Para empezar, prepara el gel SDS-PAGE. Haga girar el marcador descongelado y las muestras de ensayo de desplazamiento térmico celular preparadas. Agregue 2,5 microlitros de marcador al primer pocillo y 20 microlitros de muestras a cada uno de los pocillos restantes.
Luego, haga funcionar el gel a 80 voltios. A continuación, agregue 850 mililitros de agua ultrapura, 100 mililitros de etanol anhidro y 50 mililitros de tampón de transferencia rápida a un vaso de precipitados y revuelva bien. Corta la membrana de fluoruro de polivinilideno o PVDF según el tamaño del gel y márcala.
Luego, sumérjalo en metanol durante 30 segundos para activarlo.

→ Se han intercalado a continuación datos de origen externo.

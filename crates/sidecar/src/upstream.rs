//! The two upstream writes the reconciler depends on.
//!
//! [`ElasticClient`] is the production implementation. Tests drive the
//! reconciler with an in-memory implementation instead.

use std::future::Future;

use sidecar_client::{BulkCreateOutcome, ClientError, ElasticClient, WatcherApi};

use crate::objects::SavedObject;
use crate::rules::RuleUpload;

/// Upsert operations against Kibana and Elasticsearch.
pub trait Upstream: Send + Sync {
    /// Bulk create-or-overwrite of saved objects, in the given order.
    fn upsert_saved_objects(
        &self,
        objects: &[SavedObject],
    ) -> impl Future<Output = Result<BulkCreateOutcome, ClientError>> + Send;

    /// Create-or-replace of one watch.
    fn upsert_rule(
        &self,
        api: WatcherApi,
        rule: &RuleUpload,
    ) -> impl Future<Output = Result<(), ClientError>> + Send;
}

impl Upstream for ElasticClient {
    async fn upsert_saved_objects(
        &self,
        objects: &[SavedObject],
    ) -> Result<BulkCreateOutcome, ClientError> {
        self.bulk_create_saved_objects(objects).await
    }

    async fn upsert_rule(&self, api: WatcherApi, rule: &RuleUpload) -> Result<(), ClientError> {
        let response = self.put_watch(api, &rule.id, &rule.active, &rule.body).await?;
        tracing::debug!(
            id = %rule.id,
            version = ?response.version,
            created = ?response.created,
            "Watch stored"
        );
        Ok(())
    }
}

Coloque las pinzas de transferencia, la almohadilla de esponja y tres capas de papel de filtro de transferencia en una bandeja que contenga el tampón de transferencia. Una vez completada la electroforesis, vierta la solución de electroforesis del dispositivo de electroforesis y retire la placa.
Retire suavemente el gel con un cuchillo de plástico y córtelo para visualizar claramente el marcador de proteínas y las proteínas objetivo. Después de lavar el gel en la solución transmembrana, colóquelo plano sobre papel de filtro. Sumerja la membrana de PVDF activado en la solución de transferencia.
Sostenga el lado etiquetado con pinzas y cubra el gel hacia abajo. Luego, coloque la configuración de transferencia ensamblada en el tanque de transferencia. Añada la solución transmembrana restante al casete transmembrana.
Ajuste la corriente y la hora, y presione ejecutar para iniciar la transferencia a temperatura ambiente. Ahora, agregue seis mililitros de solución de 5%BSA con TBST a la caja de incubación. Una vez completada la transferencia, retire la membrana de PVDF de la configuración mientras sujeta el lado del marcador y colóquela en la caja de incubación.
Después de retirar la solución BSA de la caja de la incubadora, agregue seis mililitros de anticuerpo primario. Coloque la caja de incubación en una caja de espuma con bolsas de hielo durante la noche mientras agita. Al día siguiente, recoja el anticuerpo primario en un tubo y lave la membrana con seis mililitros de solución de TBST.
Después, añade seis mililitros de anticuerpo secundario a la caja de incubación. Al final de la incubación, recoja el anticuerpo secundario y lave la membrana cinco veces con TBST como se muestra anteriormente. Mezcle volúmenes iguales de los reactivos quimioluminiscentes A y B.Abra el sistema de imágenes en gel.
Haga clic en las muestras, verifique la calibración y espere a que se complete la calibración. A continuación, haz clic en el marcador y comprueba la calibración. Ahora recoja el lado marcador de la tira con pinzas y sumérjalo completamente en la solución reactiva quimioluminiscente.
Sujete un lado del marcador para colocar la tira boca abajo en el generador de imágenes y cierre la tapa del mismo. Establezca el tiempo de exposición en un segundo y haga clic en Capturar. Haga clic en Guardar.
Asigne un nombre a la imagen y guárdela como un archivo TIFF. El ensayo de cambio térmico celular mostró que Xanthatin cambia notablemente la estabilidad térmica de la proteína Keap1 dentro del rango de temperatura de 48 a 57 grados Celsius en comparación con el grupo dimetilsulfóxido.